━━━ Available data ━━━

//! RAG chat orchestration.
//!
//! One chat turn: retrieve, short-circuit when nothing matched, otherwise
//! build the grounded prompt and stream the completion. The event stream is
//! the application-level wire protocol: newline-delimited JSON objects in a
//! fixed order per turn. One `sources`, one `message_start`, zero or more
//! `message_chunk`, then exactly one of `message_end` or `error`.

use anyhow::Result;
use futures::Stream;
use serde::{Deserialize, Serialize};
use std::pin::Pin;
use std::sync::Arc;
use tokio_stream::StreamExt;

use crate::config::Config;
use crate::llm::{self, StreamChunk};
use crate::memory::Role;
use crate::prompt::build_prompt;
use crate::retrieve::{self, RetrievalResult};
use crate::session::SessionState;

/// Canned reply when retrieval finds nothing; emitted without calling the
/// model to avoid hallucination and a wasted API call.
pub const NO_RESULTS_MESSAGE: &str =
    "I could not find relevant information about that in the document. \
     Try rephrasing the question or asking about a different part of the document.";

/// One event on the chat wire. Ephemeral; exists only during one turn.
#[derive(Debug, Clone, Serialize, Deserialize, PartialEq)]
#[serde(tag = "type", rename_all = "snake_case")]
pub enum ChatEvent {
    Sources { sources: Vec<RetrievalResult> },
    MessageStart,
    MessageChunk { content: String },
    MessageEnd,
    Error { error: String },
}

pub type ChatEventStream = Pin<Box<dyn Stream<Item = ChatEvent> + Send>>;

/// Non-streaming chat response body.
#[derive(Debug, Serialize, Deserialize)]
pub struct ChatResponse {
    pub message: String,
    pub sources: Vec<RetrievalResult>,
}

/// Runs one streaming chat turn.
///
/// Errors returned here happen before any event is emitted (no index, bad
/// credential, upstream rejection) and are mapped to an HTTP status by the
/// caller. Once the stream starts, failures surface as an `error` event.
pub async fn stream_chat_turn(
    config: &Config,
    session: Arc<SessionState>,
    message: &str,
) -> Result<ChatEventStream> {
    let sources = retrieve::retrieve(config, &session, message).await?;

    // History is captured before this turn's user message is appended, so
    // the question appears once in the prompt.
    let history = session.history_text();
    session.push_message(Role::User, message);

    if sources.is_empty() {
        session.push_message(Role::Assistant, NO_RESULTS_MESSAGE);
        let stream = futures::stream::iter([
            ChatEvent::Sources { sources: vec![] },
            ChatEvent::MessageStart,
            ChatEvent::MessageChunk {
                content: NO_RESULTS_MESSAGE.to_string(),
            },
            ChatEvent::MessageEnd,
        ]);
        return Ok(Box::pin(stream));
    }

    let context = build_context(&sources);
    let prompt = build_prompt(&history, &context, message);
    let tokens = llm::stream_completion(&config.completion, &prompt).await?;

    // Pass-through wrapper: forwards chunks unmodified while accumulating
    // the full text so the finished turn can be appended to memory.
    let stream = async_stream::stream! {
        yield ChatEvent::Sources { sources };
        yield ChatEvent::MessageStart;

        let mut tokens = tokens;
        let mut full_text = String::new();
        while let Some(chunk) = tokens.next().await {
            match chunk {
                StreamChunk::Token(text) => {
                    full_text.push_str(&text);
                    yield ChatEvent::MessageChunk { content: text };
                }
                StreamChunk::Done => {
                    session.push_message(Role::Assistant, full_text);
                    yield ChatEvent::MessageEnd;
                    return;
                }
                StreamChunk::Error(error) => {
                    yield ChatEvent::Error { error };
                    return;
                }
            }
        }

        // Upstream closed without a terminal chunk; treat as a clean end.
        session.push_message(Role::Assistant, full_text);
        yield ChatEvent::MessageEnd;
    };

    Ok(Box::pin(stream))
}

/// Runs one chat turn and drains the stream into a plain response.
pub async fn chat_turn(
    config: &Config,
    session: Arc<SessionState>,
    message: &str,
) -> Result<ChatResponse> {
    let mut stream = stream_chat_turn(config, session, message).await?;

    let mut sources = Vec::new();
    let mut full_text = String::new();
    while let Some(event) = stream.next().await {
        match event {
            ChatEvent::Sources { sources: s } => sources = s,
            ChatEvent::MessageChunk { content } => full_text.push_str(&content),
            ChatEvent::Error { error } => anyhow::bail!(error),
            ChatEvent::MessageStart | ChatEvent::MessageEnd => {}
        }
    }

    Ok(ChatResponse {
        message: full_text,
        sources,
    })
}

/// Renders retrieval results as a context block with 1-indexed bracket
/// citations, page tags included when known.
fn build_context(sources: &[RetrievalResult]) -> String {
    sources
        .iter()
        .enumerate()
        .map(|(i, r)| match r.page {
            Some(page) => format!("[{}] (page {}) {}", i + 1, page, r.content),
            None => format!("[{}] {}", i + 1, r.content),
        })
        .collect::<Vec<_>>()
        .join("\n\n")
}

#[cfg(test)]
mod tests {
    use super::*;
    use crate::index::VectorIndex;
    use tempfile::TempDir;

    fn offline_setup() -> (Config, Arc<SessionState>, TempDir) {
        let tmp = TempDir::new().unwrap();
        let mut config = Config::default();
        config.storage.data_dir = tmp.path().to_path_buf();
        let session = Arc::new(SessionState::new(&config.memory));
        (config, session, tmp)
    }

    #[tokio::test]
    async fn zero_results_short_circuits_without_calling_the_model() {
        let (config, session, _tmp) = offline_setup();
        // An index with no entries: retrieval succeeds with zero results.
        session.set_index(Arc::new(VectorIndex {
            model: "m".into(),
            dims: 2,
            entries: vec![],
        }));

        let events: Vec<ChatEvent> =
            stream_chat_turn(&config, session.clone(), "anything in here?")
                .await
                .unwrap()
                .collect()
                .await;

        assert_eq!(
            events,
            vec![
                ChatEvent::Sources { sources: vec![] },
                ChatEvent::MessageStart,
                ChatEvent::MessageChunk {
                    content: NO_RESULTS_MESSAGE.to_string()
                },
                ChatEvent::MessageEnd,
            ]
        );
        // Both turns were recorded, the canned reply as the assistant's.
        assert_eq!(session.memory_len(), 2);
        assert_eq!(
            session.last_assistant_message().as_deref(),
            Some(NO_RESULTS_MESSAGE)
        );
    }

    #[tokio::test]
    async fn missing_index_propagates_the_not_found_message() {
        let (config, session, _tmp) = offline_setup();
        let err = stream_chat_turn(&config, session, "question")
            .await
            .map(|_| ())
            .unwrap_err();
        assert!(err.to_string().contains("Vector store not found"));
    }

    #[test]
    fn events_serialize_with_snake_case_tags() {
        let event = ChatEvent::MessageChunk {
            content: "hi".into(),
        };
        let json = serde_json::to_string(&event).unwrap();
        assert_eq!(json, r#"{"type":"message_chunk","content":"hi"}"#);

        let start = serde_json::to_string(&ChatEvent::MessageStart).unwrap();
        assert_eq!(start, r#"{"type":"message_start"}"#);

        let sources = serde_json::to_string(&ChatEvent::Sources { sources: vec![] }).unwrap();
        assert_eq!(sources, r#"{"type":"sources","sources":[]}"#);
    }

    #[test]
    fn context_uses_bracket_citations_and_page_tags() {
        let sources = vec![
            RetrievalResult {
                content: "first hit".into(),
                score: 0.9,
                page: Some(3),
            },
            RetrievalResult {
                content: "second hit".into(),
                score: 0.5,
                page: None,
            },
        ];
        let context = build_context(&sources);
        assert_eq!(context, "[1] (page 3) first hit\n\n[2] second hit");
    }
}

━━━
━━━ Available data ━━━

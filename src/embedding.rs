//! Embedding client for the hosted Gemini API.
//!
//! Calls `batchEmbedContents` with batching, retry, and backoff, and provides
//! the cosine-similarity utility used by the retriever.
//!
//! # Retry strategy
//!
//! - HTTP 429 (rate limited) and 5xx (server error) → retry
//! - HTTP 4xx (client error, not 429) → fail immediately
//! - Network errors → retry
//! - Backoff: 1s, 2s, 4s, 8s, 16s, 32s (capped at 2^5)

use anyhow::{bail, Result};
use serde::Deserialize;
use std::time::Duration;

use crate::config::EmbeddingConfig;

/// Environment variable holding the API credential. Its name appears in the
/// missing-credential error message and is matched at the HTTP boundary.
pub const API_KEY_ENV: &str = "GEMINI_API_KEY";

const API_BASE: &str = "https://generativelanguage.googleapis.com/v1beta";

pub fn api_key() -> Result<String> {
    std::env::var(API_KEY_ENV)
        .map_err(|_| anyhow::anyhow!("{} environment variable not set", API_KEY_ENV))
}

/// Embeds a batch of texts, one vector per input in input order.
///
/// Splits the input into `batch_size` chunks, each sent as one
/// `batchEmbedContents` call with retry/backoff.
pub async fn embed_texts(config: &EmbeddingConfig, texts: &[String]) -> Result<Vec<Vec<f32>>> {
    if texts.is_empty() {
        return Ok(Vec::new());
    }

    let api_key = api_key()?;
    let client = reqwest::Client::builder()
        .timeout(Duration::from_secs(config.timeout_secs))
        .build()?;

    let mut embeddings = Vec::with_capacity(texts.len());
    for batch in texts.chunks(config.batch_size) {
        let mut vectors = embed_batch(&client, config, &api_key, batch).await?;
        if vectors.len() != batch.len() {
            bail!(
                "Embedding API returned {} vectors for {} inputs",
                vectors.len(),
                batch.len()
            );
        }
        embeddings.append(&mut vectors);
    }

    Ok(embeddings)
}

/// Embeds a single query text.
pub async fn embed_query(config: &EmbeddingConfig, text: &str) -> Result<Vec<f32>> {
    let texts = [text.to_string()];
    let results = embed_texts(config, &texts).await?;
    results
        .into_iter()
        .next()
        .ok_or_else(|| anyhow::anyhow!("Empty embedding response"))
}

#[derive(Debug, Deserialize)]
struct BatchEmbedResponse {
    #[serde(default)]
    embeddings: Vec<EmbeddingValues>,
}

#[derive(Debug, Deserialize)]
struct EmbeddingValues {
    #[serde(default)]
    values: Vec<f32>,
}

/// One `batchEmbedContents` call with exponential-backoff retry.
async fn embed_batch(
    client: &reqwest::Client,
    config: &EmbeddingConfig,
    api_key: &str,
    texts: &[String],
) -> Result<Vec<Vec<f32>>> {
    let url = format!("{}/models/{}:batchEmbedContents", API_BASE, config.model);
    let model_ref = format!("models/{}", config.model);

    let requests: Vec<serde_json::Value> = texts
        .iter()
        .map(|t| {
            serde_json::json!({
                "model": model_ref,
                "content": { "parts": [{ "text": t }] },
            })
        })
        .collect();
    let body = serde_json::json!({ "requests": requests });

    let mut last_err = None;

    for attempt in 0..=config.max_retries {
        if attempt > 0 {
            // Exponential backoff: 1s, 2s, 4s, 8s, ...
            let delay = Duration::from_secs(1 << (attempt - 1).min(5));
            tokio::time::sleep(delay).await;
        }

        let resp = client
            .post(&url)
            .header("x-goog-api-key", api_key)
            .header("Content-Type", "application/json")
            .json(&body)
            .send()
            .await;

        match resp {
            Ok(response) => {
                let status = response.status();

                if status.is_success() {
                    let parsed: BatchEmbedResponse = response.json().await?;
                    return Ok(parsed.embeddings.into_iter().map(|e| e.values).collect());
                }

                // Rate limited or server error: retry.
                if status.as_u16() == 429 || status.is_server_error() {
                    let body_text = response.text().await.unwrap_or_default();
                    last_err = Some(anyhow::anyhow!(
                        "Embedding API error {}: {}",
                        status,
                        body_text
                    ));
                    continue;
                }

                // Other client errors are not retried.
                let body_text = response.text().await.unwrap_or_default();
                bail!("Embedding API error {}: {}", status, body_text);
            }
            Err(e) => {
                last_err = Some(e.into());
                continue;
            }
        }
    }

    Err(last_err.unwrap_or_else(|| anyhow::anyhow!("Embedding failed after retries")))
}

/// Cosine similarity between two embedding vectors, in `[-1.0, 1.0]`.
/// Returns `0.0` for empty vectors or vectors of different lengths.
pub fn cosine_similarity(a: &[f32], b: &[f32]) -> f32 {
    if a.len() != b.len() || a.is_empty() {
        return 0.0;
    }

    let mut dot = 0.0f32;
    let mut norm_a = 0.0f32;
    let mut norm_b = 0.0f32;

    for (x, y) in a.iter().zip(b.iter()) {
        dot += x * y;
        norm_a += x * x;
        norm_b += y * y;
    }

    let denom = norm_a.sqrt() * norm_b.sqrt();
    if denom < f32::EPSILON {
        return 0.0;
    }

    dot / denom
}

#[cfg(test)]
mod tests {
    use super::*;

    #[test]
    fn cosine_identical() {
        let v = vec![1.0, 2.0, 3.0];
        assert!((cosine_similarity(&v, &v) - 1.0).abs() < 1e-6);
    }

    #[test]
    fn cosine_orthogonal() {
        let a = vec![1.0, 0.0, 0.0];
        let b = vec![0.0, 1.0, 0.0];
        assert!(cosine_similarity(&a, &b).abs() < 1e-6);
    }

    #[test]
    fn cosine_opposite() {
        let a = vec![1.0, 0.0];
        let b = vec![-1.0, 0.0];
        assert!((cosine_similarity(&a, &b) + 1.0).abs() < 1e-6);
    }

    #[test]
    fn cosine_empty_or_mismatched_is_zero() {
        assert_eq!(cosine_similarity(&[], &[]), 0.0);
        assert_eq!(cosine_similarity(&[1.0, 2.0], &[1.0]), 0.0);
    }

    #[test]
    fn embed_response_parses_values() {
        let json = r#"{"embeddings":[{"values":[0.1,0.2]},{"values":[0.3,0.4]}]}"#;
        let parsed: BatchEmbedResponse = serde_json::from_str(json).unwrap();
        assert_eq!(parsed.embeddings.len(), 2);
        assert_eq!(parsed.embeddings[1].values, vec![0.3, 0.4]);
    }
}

━━━

Every line containing the word "attempt" must be copied from the material above.

    for attempt in 0..=config.max_retries {
        if attempt > 0 {
            let delay = Duration::from_secs(1 << (attempt - 1).min(5));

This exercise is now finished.